In response to this grumbling of the righteous, Jesus shares three parables where something or someone was lost and then faithfully found. Today’s parable of the Lost Son or Sibling proclaims to us that God created purpose for us is to be in loving relationship with God and with one another. The parable of the lost sibling and his older brother also reminds us that God’s created purpose for us is for us to have free will of decisions that impact our life and the lives of others.
As the parable unfolds we are reminded once again that some of our decisions will be faithful to God and faithful to God’s created order, and then sometimes our choices of our own God given free will disrupts and harms the same created community that God has blessed us with.
Everything about the lost son’s decisions would be scandalous and insulting to those in the parable and those who were hearing Jesus tell the parable. In our American eyes we might see the poor choices the younger son made as one centered around money and temptation. Money and how it was spent was just the surface of the insult and scandal. To ask for your inheritance before your parent had died was consider insulting to your family, especially your parent who owned the land. Yet, the ripple effects of pain did not stop with just the parent. The loss of land that the son carelessly sold would have upset any other family members and the nearby community. You see, Jewish families saw land as the core of their economy and their communal identity, and this led them to hold onto their ancestral lands. They also viewed land as a gift from God to their families and their community. To seek to sell land for ones own gain would have caused a ripple of heartache throughout the nearby community because it meant losing a part of the identity of the community.
The parable says the son asks for his share of property, and the father faithfully divides the land between his two sons. One son faithfully stays and serves his father and cares for his community even though he could have left like his brother. The younger sibling uses his God given free will and makes terrible decisions with the gift he had been given, and it leads to a defining moment of contemplation.

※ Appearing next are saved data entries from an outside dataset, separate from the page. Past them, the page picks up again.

#[cfg(test)]
mod tests {
    use std::io::Write;

    use parking_lot::Mutex;
    use serde_json::json;

    use super::*;
    use crate::config::ClientConfig;
    use crate::host::{KeyValueStore, ToastIcon};
    use crate::http::HttpResponse;
    use crate::testing::{ScriptedReply, ScriptedTransport, TestHost};

    fn client(host: &TestHost, transport: &ScriptedTransport) -> ApiClient {
        ApiClient::new(ClientConfig::default(), host.host()).with_transport(Arc::new(transport.clone()))
    }

    fn video_file(bytes: &[u8]) -> tempfile::NamedTempFile {
        let mut file = tempfile::Builder::new().suffix(".mp4").tempfile().unwrap();
        file.write_all(bytes).unwrap();
        file
    }

    fn recorder() -> (Arc<Mutex<Vec<u8>>>, impl Fn(u8) + Send + Sync + 'static) {
        let seen = Arc::new(Mutex::new(Vec::new()));
        let sink = Arc::clone(&seen);
        (seen, move |p| sink.lock().push(p))
    }

    #[test]
    fn field_name_precedence() {
        assert_eq!(UploadTask::new("/api/start_analysis", "a.mp4").resolved_field_name(), "video");
        assert_eq!(UploadTask::new("/api/analyze_video", "a.mp4").resolved_field_name(), "video");
        assert_eq!(UploadTask::new("/api/analyze_frame", "a.jpg").resolved_field_name(), "frame");
        assert_eq!(UploadTask::new("/api/avatar", "a.png").resolved_field_name(), "file");
        assert_eq!(
            UploadTask::new("/api/start_analysis", "a.mp4").field("clip").resolved_field_name(),
            "clip"
        );
    }

    #[test]
    fn multipart_layout() {
        let body = encode_multipart(
            &[("athlete".to_string(), "lee".to_string())],
            "video",
            "bout.mp4",
            "video/mp4",
            b"VIDEO",
        )
        .unwrap();
        let boundary = body.content_type.split("boundary=").nth(1).unwrap().to_string();
        let text = String::from_utf8(body.bytes).unwrap();
        assert!(text.starts_with(&format!("--{boundary}\r\n")));
        assert!(text.contains("name=\"athlete\"\r\n\r\nlee\r\n"));
        assert!(text.contains("name=\"video\"; filename=\"bout.mp4\"\r\nContent-Type: video/mp4\r\n\r\nVIDEO"));
        assert!(text.ends_with(&format!("\r\n--{boundary}--\r\n")));
    }

    #[test]
    fn multipart_names_cannot_break_part_headers() {
        let body = encode_multipart(
            &[("note\r\nX-Injected: 1".to_string(), "v".to_string())],
            "video",
            "bout \"final\"\r\nContent-Type: text\r\n\r\nx\\.mp4",
            "video/mp4",
            b"0123456789",
        )
        .unwrap();
        let text = String::from_utf8(body.bytes).unwrap();
        assert!(text.contains("name=\"note%0D%0AX-Injected: 1\"\r\n\r\nv\r\n"));
        assert!(text.contains(
            "filename=\"bout \\\"final\\\"%0D%0AContent-Type: text%0D%0A%0D%0Ax%5C.mp4\"\r\n\
             Content-Type: video/mp4\r\n\r\n0123456789\r\n"
        ));
        assert!(!text.contains("\r\nX-Injected"));
    }

    #[test]
    fn percent_progress_clamps_and_dedupes() {
        let (seen, callback) = recorder();
        let progress = percent_progress(Arc::new(callback));
        progress(0, Some(200));
        progress(1, Some(200));
        progress(100, Some(200));
        progress(250, Some(200));
        progress(300, Some(200));
        progress(5, None);
        assert_eq!(*seen.lock(), vec![0, 50, 100]);
    }

    #[test]
    fn download_names_keep_the_last_segment() {
        let name = download_name("http://localhost:5001/reports/s1/skeleton_yolo.mp4?x=1");
        assert!(name.ends_with("-skeleton_yolo.mp4"));
        assert!(download_name("http://localhost:5001/").ends_with("-download"));
        assert_ne!(download_name("http://h/a.mp4"), download_name("http://h/a.mp4"));
    }

    #[tokio::test]
    async fn upload_sends_multipart_and_reports_progress() {
        let host = TestHost::new();
        host.store.set("token", json!("tok"));
        let transport = ScriptedTransport::new();
        transport.push(ScriptedReply::json(200, json!({"session_id": "s-1"})));
        let file = video_file(&[1u8; 4096]);
        let (seen, callback) = recorder();

        let value = client(&host, &transport)
            .upload_file(
                UploadTask::new("/api/start_analysis", file.path())
                    .extra("athlete", "lee")
                    .on_progress(callback),
            )
            .await
            .unwrap();

        assert_eq!(value, json!({"session_id": "s-1"}));
        let request = &transport.requests()[0];
        assert_eq!(request.url, "http://localhost:5001/api/start_analysis");
        assert!(request.header("content-type").unwrap().starts_with("multipart/form-data; boundary="));
        assert_eq!(request.header("authorization"), Some("Bearer tok"));
        let body = String::from_utf8_lossy(request.body.as_deref().unwrap()).into_owned();
        assert!(body.contains("name=\"video\""));
        assert!(body.contains("Content-Type: video/mp4"));

        let seen = seen.lock().clone();
        assert!(!seen.is_empty());
        assert!(seen.iter().all(|p| *p <= 100));
        assert_eq!(host.overlay.shows(), 1);
        assert_eq!(host.overlay.hides(), 1);
    }

    #[tokio::test]
    async fn upload_text_body_is_returned_as_string() {
        let host = TestHost::new();
        let transport = ScriptedTransport::new();
        transport.push(ScriptedReply::Respond(HttpResponse::new(200, "queued")));
        let file = video_file(b"x");
        let value = client(&host, &transport)
            .upload_file(UploadTask::new("/api/analyze_frame", file.path()))
            .await
            .unwrap();
        assert_eq!(value, json!("queued"));
    }

    #[tokio::test]
    async fn upload_envelope_failure_uses_upload_wording() {
        let host = TestHost::new();
        let transport = ScriptedTransport::new();
        transport.push(ScriptedReply::json(200, json!({"err": "decoder crashed"})));
        let file = video_file(b"x");
        let err = client(&host, &transport)
            .upload_file(UploadTask::new("/api/analyze_frame", file.path()))
            .await
            .unwrap_err();
        assert_eq!(err.message(), "Upload failed");
        assert_eq!(host.notifier.messages(), vec!["Upload failed".to_string()]);
        assert_eq!(host.overlay.hides(), 1);
    }

    #[tokio::test]
    async fn missing_upload_source_is_a_local_error() {
        let host = TestHost::new();
        let transport = ScriptedTransport::new();
        let err = client(&host, &transport)
            .upload_file(UploadTask::new("/api/start_analysis", "/definitely/not/here.mp4"))
            .await
            .unwrap_err();
        assert!(matches!(err, ApiError::Local { .. }));
        assert!(transport.requests().is_empty());
        assert_eq!(host.host().loading.active(), 0);
        assert_eq!(host.notifier.messages(), vec!["Failed to read file".to_string()]);
    }

    #[tokio::test]
    async fn upload_timeout_wording() {
        let host = TestHost::new();
        let transport = ScriptedTransport::new();
        transport.push(ScriptedReply::Fail("timeout: global".to_string()));
        let file = video_file(b"x");
        let err = client(&host, &transport)
            .upload_file(UploadTask::new("/api/start_analysis", file.path()))
            .await
            .unwrap_err();
        assert_eq!(err.message(), "Upload timed out, please check the network");
    }

    #[tokio::test]
    async fn download_saves_and_reports() {
        let host = TestHost::new();
        let transport = ScriptedTransport::new();
        transport.push(ScriptedReply::Respond(HttpResponse::new(200, vec![9u8; 1000])));
        let (seen, callback) = recorder();

        let path = client(&host, &transport)
            .download_file("/reports/s1/skeleton_yolo.mp4", Some(Arc::new(callback)))
            .await
            .unwrap();

        assert!(path.to_string_lossy().ends_with("skeleton_yolo.mp4"));
        let saved = host.files.saved();
        assert_eq!(saved.len(), 1);
        assert_eq!(saved[0].1.len(), 1000);
        assert_eq!(seen.lock().last().copied(), Some(100));
        let toasts = host.notifier.toasts();
        assert_eq!(toasts.len(), 1);
        assert_eq!(toasts[0].icon, ToastIcon::Success);
        assert_eq!(host.overlay.hides(), 1);
    }

    #[tokio::test]
    async fn download_non_200_fails() {
        let host = TestHost::new();
        let transport = ScriptedTransport::new();
        transport.push(ScriptedReply::json(404, json!({"error": "gone"})));
        let err = client(&host, &transport)
            .download_file("/reports/missing.mp4", None)
            .await
            .unwrap_err();
        assert_eq!(err.status_code(), Some(404));
        assert_eq!(err.message(), "Download failed");
        assert!(host.files.saved().is_empty());
    }

    #[tokio::test]
    async fn download_save_failure_is_local() {
        let host = TestHost::new();
        host.files.fail_saves();
        let transport = ScriptedTransport::new();
        transport.push(ScriptedReply::Respond(HttpResponse::new(200, "bytes")));
        let err = client(&host, &transport)
            .download_file("/reports/a.mp4", None)
            .await
            .unwrap_err();
        assert!(matches!(err, ApiError::Local { .. }));
        assert_eq!(host.notifier.messages(), vec!["Failed to save file".to_string()]);
        assert_eq!(host.host().loading.active(), 0);
    }

    #[derive(Default)]
    struct ThreadRecordingStorage {
        threads: Mutex<Vec<std::thread::ThreadId>>,
    }

    impl crate::host::FileStorage for ThreadRecordingStorage {
        fn save(&self, file_name: &str, _bytes: &[u8]) -> io::Result<PathBuf> {
            self.threads.lock().push(std::thread::current().id());
            Ok(PathBuf::from(file_name))
        }
    }

    #[tokio::test]
    async fn download_saves_off_the_async_thread() {
        let host = TestHost::new();
        let storage = Arc::new(ThreadRecordingStorage::default());
        let mut wired = host.host();
        wired.storage = storage.clone();
        let transport = ScriptedTransport::new();
        transport.push(ScriptedReply::Respond(HttpResponse::new(200, "bytes")));

        ApiClient::new(ClientConfig::default(), wired)
            .with_transport(Arc::new(transport))
            .download_file("/reports/a.mp4", None)
            .await
            .unwrap();

        let threads = storage.threads.lock().clone();
        assert_eq!(threads.len(), 1);
        assert_ne!(threads[0], std::thread::current().id());
    }
}
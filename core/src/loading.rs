//! Reference-counted coordination of the shared busy overlay.
//!
//! Concurrent operations each hold the overlay for their own duration; it
//! is shown on the first acquire and hidden when the last holder releases.

use std::sync::Arc;

use parking_lot::Mutex;
use thiserror::Error;
use tracing::warn;

#[derive(Debug, Clone, PartialEq, Eq, Error)]
#[error("overlay unavailable: {0}")]
pub struct OverlayError(pub String);

/// The host's busy indicator.
pub trait LoadingOverlay: Send + Sync {
    fn show(&self, title: &str) -> Result<(), OverlayError>;
    fn hide(&self) -> Result<(), OverlayError>;
}

pub struct LoadingCoordinator {
    overlay: Arc<dyn LoadingOverlay>,
    active: Mutex<usize>,
}

impl LoadingCoordinator {
    pub fn new(overlay: Arc<dyn LoadingOverlay>) -> Self {
        Self {
            overlay,
            active: Mutex::new(0),
        }
    }

    /// Take a hold on the overlay; it is released when the guard drops.
    pub fn acquire(self: &Arc<Self>, title: &str) -> LoadingGuard {
        let mut active = self.active.lock();
        *active += 1;
        if *active == 1 {
            if let Err(err) = self.overlay.show(title) {
                warn!(%err, "failed to show loading overlay");
            }
        }
        LoadingGuard {
            coordinator: Arc::clone(self),
        }
    }

    /// Drop one hold. Extra releases are clamped at zero.
    pub fn release(&self) {
        let mut active = self.active.lock();
        *active = active.saturating_sub(1);
        if *active == 0 {
            if let Err(err) = self.overlay.hide() {
                warn!(%err, "failed to hide loading overlay");
            }
        }
    }

    /// Number of holds currently outstanding.
    pub fn active(&self) -> usize {
        *self.active.lock()
    }
}

impl std::fmt::Debug for LoadingCoordinator {
    fn fmt(&self, f: &mut std::fmt::Formatter<'_>) -> std::fmt::Result {
        f.debug_struct("LoadingCoordinator")
            .field("active", &self.active())
            .finish()
    }
}

/// One outstanding hold on the overlay.
#[must_use = "dropping the guard releases the overlay immediately"]
pub struct LoadingGuard {
    coordinator: Arc<LoadingCoordinator>,
}

impl Drop for LoadingGuard {
    fn drop(&mut self) {
        self.coordinator.release();
    }
}
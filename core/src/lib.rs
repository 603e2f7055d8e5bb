//! Network transport core for the SwordEdge fencing-training client.
//!
//! # Overview
//! Pages call the request pipeline (`ApiClient::get`/`post`/`put`/`delete`)
//! or the transfer subsystem (`upload_file`, `download_file`) and get back
//! either the backend payload or a normalized `ApiError`. Both consult the
//! shared `LoadingCoordinator` for the busy overlay. The realtime channel
//! (`ChannelSession`) is opened separately and pushes events to registered
//! handlers.
//!
//! # Design
//! - Requests and responses are plain data (`HttpRequest`, `HttpResponse`);
//!   only an `HttpTransport` touches the network, so everything above it is
//!   deterministic under `testing::ScriptedTransport`.
//! - Host surfaces (storage, toasts, navigation, file saving, overlay) are
//!   traits bundled in `Host` and injected into the client.
//! - Response envelopes are classified into a sum type before any error is
//!   raised; see `envelope`.
//! - The realtime transport is a trait with a WebSocket implementation and
//!   a scripted one for tests.

pub mod api;
pub mod client;
pub mod config;
pub mod envelope;
pub mod error;
pub mod host;
pub mod http;
pub mod loading;
pub mod realtime;
#[cfg(any(test, feature = "testing"))]
pub mod testing;
pub mod transfer;
pub mod transport;
pub mod types;

pub use client::{ApiClient, RequestOptions};
pub use config::ClientConfig;
pub use envelope::{Envelope, OperationKind};
pub use error::{ApiError, ConfigError};
pub use host::{Host, Toast};
pub use http::{HttpMethod, HttpRequest, HttpResponse, HttpTransport, TransportFailure};
pub use loading::{LoadingCoordinator, LoadingGuard, LoadingOverlay};
pub use realtime::{ChannelError, ChannelMessage, ChannelSession, ChannelState, WsTransport};
pub use transfer::{ProgressCallback, UploadTask};
pub use transport::UreqTransport;
pub use types::{CoachFeedbackRequest, LoginRequest, LoginResponse, SkeletonVideoRequest};
#[async_trait]
impl RealtimeStream for WsStream {
    async fn next_text(&mut self) -> Option<Result<String, TransportFailure>> {
        loop {
            match self.0.next().await? {
                Ok(Message::Text(text)) => return Some(Ok(text.as_str().to_owned())),
                Ok(Message::Binary(bytes)) => {
                    return Some(Ok(String::from_utf8_lossy(&bytes).into_owned()))
                }
                Ok(Message::Close(_)) => return None,
                Ok(_) => continue,
                Err(e) => return Some(Err(TransportFailure::new(e.to_string()))),
            }
        }
    }
}

impl ApiClient {
    /// Realtime session for the configured endpoint. Each handshake carries
    /// whatever token is stored at that moment.
    pub fn realtime(&self) -> ChannelSession {
        ChannelSession::new(self.config().realtime_endpoint(), Arc::new(self.realtime_transport()))
            .with_reconnect_policy(self.config().reconnect_delay(), self.config().max_reconnect_attempts)
    }

    fn realtime_transport(&self) -> WsTransport {
        let store = Arc::clone(&self.host().store);
        let key = self.config().token_key.clone();
        WsTransport::with_token_source(move || stored_token(store.as_ref(), &key))
    }
}
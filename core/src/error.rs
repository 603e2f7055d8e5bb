//! Error types for the transport core.
//!
//! # Design
//! Callers branch on three kinds of failure. `Transport` means no response
//! was interpretable. `Application` means a response arrived but signalled
//! failure, either through the status line or through the payload envelope.
//! `Local` covers the device side of a transfer (reading the file to upload,
//! saving a download) and request serialization. Every variant carries the
//! human-readable message that was shown to the user.

use serde_json::Value;
use thiserror::Error;

/// Normalized failure returned by every pipeline and transfer operation.
#[derive(Debug, Clone, PartialEq, Error)]
pub enum ApiError {
    /// DNS, connect, reset or timeout: nothing came back.
    #[error("{message}")]
    Transport { message: String, reason: String },

    /// A response arrived and was judged unsuccessful.
    ///
    /// `status` is the HTTP status for non-200 responses and `None` when a
    /// 200 response carried a failure signal in its payload.
    #[error("{message}")]
    Application {
        status: Option<u16>,
        message: String,
        raw: Option<Value>,
    },

    #[error("{message}")]
    Local { message: String, detail: String },
}

impl ApiError {
    pub fn message(&self) -> &str {
        match self {
            ApiError::Transport { message, .. }
            | ApiError::Application { message, .. }
            | ApiError::Local { message, .. } => message,
        }
    }

    pub fn status_code(&self) -> Option<u16> {
        match self {
            ApiError::Application { status, .. } => *status,
            _ => None,
        }
    }

    /// Backend payload that accompanied the failure, if any.
    pub fn raw(&self) -> Option<&Value> {
        match self {
            ApiError::Application { raw, .. } => raw.as_ref(),
            _ => None,
        }
    }

    pub fn is_transport(&self) -> bool {
        matches!(self, ApiError::Transport { .. })
    }

    pub(crate) fn local(message: &str, detail: impl ToString) -> Self {
        ApiError::Local {
            message: message.to_string(),
            detail: detail.to_string(),
        }
    }
}

/// Rejected configuration value.
#[derive(Debug, Clone, PartialEq, Eq, Error)]
pub enum ConfigError {
    #[error("{key} must be a positive integer, got {value:?}")]
    InvalidNumber { key: String, value: String },

    #[error("base url must start with http:// or https://, got {0:?}")]
    InvalidBaseUrl(String),
}
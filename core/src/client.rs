//! Request pipeline for the training backend.
//!
//! # Design
//! `ApiClient` keeps the build/parse split: `build_request` turns a call
//! into an `HttpRequest` (absolute URL, bearer token, default content type,
//! cache-busting query for GET) and `parse_response` turns an
//! `HttpResponse` into the caller's payload or an `ApiError`. Both are pure.
//! The async verbs wrap them with the side effects: the loading overlay,
//! the transport round-trip under a timeout, toasts, and 401 recovery.

use std::sync::atomic::{AtomicU64, Ordering};
use std::sync::Arc;
use std::time::{Duration, SystemTime, UNIX_EPOCH};

use serde::Serialize;
use serde_json::Value;
use tracing::{debug, warn};
use url::form_urlencoded;

use crate::config::ClientConfig;
use crate::envelope::{normalize_response, transport_error, OperationKind};
use crate::error::ApiError;
use crate::host::{Host, KeyValueStore, Toast};
use crate::http::{find_header, HttpMethod, HttpRequest, HttpResponse, HttpTransport, ProgressFn, TransportFailure};
use crate::transport::UreqTransport;

/// Query parameter carrying the cache-busting stamp on GET requests.
pub const CACHE_BUST_PARAM: &str = "_t";

/// Per-call knobs.
#[derive(Debug, Clone)]
pub struct RequestOptions {
    pub headers: Vec<(String, String)>,
    pub timeout: Option<Duration>,
    pub show_loading: bool,
}

impl Default for RequestOptions {
    fn default() -> Self {
        Self {
            headers: Vec::new(),
            timeout: None,
            show_loading: true,
        }
    }
}

impl RequestOptions {
    pub fn header(mut self, name: &str, value: &str) -> Self {
        self.headers.push((name.to_string(), value.to_string()));
        self
    }

    pub fn timeout(mut self, timeout: Duration) -> Self {
        self.timeout = Some(timeout);
        self
    }

    /// Skip the loading overlay for this call.
    pub fn silent(mut self) -> Self {
        self.show_loading = false;
        self
    }
}

/// Hands out strictly increasing millisecond stamps.
#[derive(Debug, Default)]
struct CacheBuster {
    last: AtomicU64,
}

impl CacheBuster {
    fn next(&self) -> u64 {
        let now = SystemTime::now()
            .duration_since(UNIX_EPOCH)
            .map(|d| d.as_millis() as u64)
            .unwrap_or(0);
        let mut previous = self.last.load(Ordering::Relaxed);
        loop {
            let stamp = now.max(previous + 1);
            match self
                .last
                .compare_exchange_weak(previous, stamp, Ordering::Relaxed, Ordering::Relaxed)
            {
                Ok(_) => return stamp,
                Err(actual) => previous = actual,
            }
        }
    }
}

/// Client for the training backend.
pub struct ApiClient {
    config: ClientConfig,
    host: Host,
    transport: Arc<dyn HttpTransport>,
    cache_buster: CacheBuster,
}

impl ApiClient {
    pub fn new(config: ClientConfig, host: Host) -> Self {
        Self {
            config,
            host,
            transport: Arc::new(UreqTransport),
            cache_buster: CacheBuster::default(),
        }
    }

    pub fn with_transport(mut self, transport: Arc<dyn HttpTransport>) -> Self {
        self.transport = transport;
        self
    }

    pub fn config(&self) -> &ClientConfig {
        &self.config
    }

    pub fn host(&self) -> &Host {
        &self.host
    }

    pub async fn get(&self, url: &str, params: &Value, options: RequestOptions) -> Result<Value, ApiError> {
        self.send(HttpMethod::Get, url, Some(params.clone()), options).await
    }

    pub async fn post<B: Serialize + ?Sized>(
        &self,
        url: &str,
        body: &B,
        options: RequestOptions,
    ) -> Result<Value, ApiError> {
        let body = self.encode(body)?;
        self.send(HttpMethod::Post, url, Some(body), options).await
    }

    pub async fn put<B: Serialize + ?Sized>(
        &self,
        url: &str,
        body: &B,
        options: RequestOptions,
    ) -> Result<Value, ApiError> {
        let body = self.encode(body)?;
        self.send(HttpMethod::Put, url, Some(body), options).await
    }

    pub async fn delete(&self, url: &str, params: &Value, options: RequestOptions) -> Result<Value, ApiError> {
        self.send(HttpMethod::Delete, url, Some(params.clone()), options).await
    }

    /// Build the request for one call.
    ///
    /// GET and DELETE carry `payload` in the query string; POST and PUT
    /// carry it as a JSON body.
    pub fn build_request(
        &self,
        method: HttpMethod,
        url: &str,
        payload: Option<&Value>,
        options: &RequestOptions,
    ) -> Result<HttpRequest, ApiError> {
        let mut url = self.config.resolve_url(url);
        let headers = self.request_headers(&options.headers, "application/json");

        let body = match method {
            HttpMethod::Get | HttpMethod::Delete => {
                let mut pairs = query_pairs(payload);
                if method == HttpMethod::Get {
                    pairs.push((CACHE_BUST_PARAM.to_string(), self.cache_buster.next().to_string()));
                }
                append_query(&mut url, &pairs);
                None
            }
            HttpMethod::Post | HttpMethod::Put => match payload {
                Some(value) if !value.is_null() => Some(
                    serde_json::to_vec(value).map_err(|e| ApiError::local("Failed to encode request", e))?,
                ),
                _ => None,
            },
        };

        Ok(HttpRequest {
            method,
            url,
            headers,
            body,
            timeout: options.timeout.unwrap_or_else(|| self.config.timeout()),
        })
    }

    /// Interpret a response with the request wording.
    pub fn parse_response(&self, response: &HttpResponse) -> Result<Value, ApiError> {
        normalize_response(response, OperationKind::Request)
    }

    /// Stored bearer token, if the user is logged in.
    pub fn auth_token(&self) -> Option<String> {
        stored_token(self.host.store.as_ref(), &self.config.token_key)
    }

    async fn send(
        &self,
        method: HttpMethod,
        url: &str,
        payload: Option<Value>,
        options: RequestOptions,
    ) -> Result<Value, ApiError> {
        let outcome = self.exchange(method, url, payload.as_ref(), &options).await;
        if let Err(err) = &outcome {
            self.surface(err);
        }
        outcome
    }

    async fn exchange(
        &self,
        method: HttpMethod,
        url: &str,
        payload: Option<&Value>,
        options: &RequestOptions,
    ) -> Result<Value, ApiError> {
        let request = self.build_request(method, url, payload, options)?;
        debug!(%method, url = %request.url, "dispatching request");

        let _loading = options
            .show_loading
            .then(|| self.host.loading.acquire(OperationKind::Request.overlay_title()));

        let response = self.dispatch(request, None).await.map_err(|failure| {
            warn!(%failure, "request failed before a response arrived");
            transport_error(&failure, OperationKind::Request)
        })?;
        debug!(status = response.status, "response received");
        self.parse_response(&response)
    }

    /// Run one exchange on the transport, bounded by the request timeout.
    pub(crate) async fn dispatch(
        &self,
        request: HttpRequest,
        progress: Option<ProgressFn>,
    ) -> Result<HttpResponse, TransportFailure> {
        let limit = request.timeout;
        match tokio::time::timeout(limit, self.transport.execute(request, progress)).await {
            Ok(outcome) => outcome,
            Err(_) => Err(TransportFailure::timeout()),
        }
    }

    /// Caller headers plus bearer token and a default content type.
    pub(crate) fn request_headers(&self, extra: &[(String, String)], content_type: &str) -> Vec<(String, String)> {
        let mut headers = extra.to_vec();
        if let Some(token) = self.auth_token() {
            headers.retain(|(name, _)| !name.eq_ignore_ascii_case("authorization"));
            headers.push(("Authorization".to_string(), format!("Bearer {token}")));
        }
        if find_header(&headers, "content-type").is_none() {
            headers.push(("Content-Type".to_string(), content_type.to_string()));
        }
        headers
    }

    /// Toast the failure and run 401 recovery when it applies.
    pub(crate) fn surface(&self, error: &ApiError) {
        if error.status_code() == Some(401) {
            self.recover_unauthorized();
        }
        self.host.notifier.toast(Toast::error(error.message()));
    }

    fn recover_unauthorized(&self) {
        warn!("backend rejected the session, clearing stored credentials");
        self.host.store.remove(&self.config.token_key);
        self.host.store.remove(&self.config.user_info_key);
        self.host.navigator.navigate_to(&self.config.login_route);
    }

    fn encode<B: Serialize + ?Sized>(&self, body: &B) -> Result<Value, ApiError> {
        serde_json::to_value(body).map_err(|e| {
            let err = ApiError::local("Failed to encode request", e);
            self.surface(&err);
            err
        })
    }
}

impl std::fmt::Debug for ApiClient {
    fn fmt(&self, f: &mut std::fmt::Formatter<'_>) -> std::fmt::Result {
        f.debug_struct("ApiClient")
            .field("base_url", &self.config.base_url)
            .finish_non_exhaustive()
    }
}

/// Non-empty string token under `key`.
pub(crate) fn stored_token(store: &dyn KeyValueStore, key: &str) -> Option<String> {
    match store.get(key) {
        Some(Value::String(token)) if !token.is_empty() => Some(token),
        _ => None,
    }
}

fn query_pairs(params: Option<&Value>) -> Vec<(String, String)> {
    let Some(Value::Object(map)) = params else {
        return Vec::new();
    };
    map.iter()
        .filter(|(_, value)| !value.is_null())
        .map(|(key, value)| {
            let value = match value {
                Value::String(s) => s.clone(),
                other => other.to_string(),
            };
            (key.clone(), value)
        })
        .collect()
}

fn append_query(url: &mut String, pairs: &[(String, String)]) {
    if pairs.is_empty() {
        return;
    }
    let mut serializer = form_urlencoded::Serializer::new(String::new());
    for (key, value) in pairs {
        serializer.append_pair(key, value);
    }
    let encoded = serializer.finish();
    url.push(if url.contains('?') { '&' } else { '?' });
    url.push_str(&encoded);
}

He has no more money and no more food. He finds himself working hard feeding pigs, and in a moment of contemplation he looks back at the decisions he made using his own free will and to paraphrase he cries out, “what am I doing with my life, I am lost! I need to turn back my life, and seek out all of those I hurt and neglected to care for.”
Lent is a season in the life of the church when we contemplate our current position in life. Lent is a season in the life of the church when we contemplate the things in our life that are getting in the way and making us feel lost from God and lost from those in the community we are called to love. During lent we reflect on our discipleship towards Christ and ask tough questions of ourselves, questions like “what am doing that is making me lost and disconnected from my created purpose to love God and to love others?
We read this text and we might reflect where our own God given gift of free will has wasted our other God given gifts, or maybe our free will has caused us to be isolated from others, or hurt those in our community. Our human nature can lead us to be lost in many ways and from many people. Lent is a season where we remember like the younger son we repent and turn back from the ways of life that are causing us to be lost from God and lost from our created purpose to love and care for one another.
As we contemplate this lesson we might relate to the lost son or maybe we relate to righteous sibling. The younger son is lost from wasting gifts and selfishly choosing a way of life that has insulted and hurt those in his life. The righteous and faithful sibling is lost because he can not relate to the joy one should feel when restoration to the community occurs.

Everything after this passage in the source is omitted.